◆ Aim of the task:
How many lines in the entries below contain the string "dispatch"? Reply with the number only.

◆ Extracted data:
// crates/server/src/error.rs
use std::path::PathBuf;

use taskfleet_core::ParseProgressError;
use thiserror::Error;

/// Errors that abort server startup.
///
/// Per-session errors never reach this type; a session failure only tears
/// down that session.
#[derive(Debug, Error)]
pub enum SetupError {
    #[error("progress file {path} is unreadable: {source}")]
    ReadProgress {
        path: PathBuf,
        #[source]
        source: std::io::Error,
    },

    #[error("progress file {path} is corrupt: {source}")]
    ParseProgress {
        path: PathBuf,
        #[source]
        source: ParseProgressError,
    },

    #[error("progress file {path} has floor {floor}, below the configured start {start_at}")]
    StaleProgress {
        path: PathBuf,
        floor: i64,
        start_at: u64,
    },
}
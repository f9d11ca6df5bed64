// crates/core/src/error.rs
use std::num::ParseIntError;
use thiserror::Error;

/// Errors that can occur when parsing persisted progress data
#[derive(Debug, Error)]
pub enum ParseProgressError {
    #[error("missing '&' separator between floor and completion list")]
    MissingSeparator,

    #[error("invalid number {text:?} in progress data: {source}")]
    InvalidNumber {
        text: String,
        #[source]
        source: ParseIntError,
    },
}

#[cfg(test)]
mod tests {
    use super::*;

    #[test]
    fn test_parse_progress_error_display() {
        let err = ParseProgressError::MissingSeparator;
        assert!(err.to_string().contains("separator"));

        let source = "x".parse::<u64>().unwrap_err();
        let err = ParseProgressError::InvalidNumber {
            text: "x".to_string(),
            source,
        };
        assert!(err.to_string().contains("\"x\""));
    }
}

...

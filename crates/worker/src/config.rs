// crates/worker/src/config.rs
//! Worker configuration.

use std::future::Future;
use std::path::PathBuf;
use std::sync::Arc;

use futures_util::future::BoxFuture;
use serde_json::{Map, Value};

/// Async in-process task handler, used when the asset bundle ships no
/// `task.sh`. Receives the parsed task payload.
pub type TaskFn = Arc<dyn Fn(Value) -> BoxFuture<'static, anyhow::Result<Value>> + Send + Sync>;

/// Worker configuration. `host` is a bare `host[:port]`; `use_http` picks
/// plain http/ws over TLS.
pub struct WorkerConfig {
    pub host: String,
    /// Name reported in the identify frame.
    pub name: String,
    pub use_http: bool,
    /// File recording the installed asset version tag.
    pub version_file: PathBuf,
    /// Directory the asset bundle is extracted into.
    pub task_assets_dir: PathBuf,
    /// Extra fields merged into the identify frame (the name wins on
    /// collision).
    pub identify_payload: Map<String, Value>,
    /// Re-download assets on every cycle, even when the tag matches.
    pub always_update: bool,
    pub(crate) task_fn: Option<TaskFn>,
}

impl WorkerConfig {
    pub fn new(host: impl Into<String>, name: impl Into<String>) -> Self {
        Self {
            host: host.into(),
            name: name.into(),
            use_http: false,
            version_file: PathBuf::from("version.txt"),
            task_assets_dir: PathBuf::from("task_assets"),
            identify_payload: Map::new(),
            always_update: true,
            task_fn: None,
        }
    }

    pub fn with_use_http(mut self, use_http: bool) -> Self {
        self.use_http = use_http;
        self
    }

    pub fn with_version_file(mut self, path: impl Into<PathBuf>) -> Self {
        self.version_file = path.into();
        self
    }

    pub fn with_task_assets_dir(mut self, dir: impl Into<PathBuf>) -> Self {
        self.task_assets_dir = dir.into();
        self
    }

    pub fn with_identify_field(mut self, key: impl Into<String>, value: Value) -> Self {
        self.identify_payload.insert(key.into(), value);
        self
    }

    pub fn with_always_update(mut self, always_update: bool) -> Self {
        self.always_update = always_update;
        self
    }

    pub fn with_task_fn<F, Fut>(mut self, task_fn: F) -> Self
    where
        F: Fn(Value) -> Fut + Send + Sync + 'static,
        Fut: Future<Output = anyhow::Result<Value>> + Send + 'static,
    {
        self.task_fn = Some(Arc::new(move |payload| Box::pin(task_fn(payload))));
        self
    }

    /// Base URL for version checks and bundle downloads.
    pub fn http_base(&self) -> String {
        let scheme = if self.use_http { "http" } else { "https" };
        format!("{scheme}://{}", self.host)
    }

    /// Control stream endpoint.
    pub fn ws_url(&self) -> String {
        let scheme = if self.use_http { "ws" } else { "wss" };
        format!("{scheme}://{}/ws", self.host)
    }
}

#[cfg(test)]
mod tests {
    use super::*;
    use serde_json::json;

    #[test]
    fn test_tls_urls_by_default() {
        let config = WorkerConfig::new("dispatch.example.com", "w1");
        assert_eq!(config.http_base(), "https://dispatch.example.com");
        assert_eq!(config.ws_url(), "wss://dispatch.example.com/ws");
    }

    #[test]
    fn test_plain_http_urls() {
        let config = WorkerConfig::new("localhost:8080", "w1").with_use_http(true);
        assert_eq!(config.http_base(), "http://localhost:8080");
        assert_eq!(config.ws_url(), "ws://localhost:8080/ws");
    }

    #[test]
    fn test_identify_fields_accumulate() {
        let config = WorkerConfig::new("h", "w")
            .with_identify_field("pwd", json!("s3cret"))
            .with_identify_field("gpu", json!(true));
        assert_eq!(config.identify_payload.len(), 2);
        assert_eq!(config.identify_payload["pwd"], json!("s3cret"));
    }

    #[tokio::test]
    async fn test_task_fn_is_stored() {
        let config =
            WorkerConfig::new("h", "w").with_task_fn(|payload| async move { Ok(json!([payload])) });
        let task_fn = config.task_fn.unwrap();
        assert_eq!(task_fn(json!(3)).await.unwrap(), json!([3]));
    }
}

◆ Reply:
3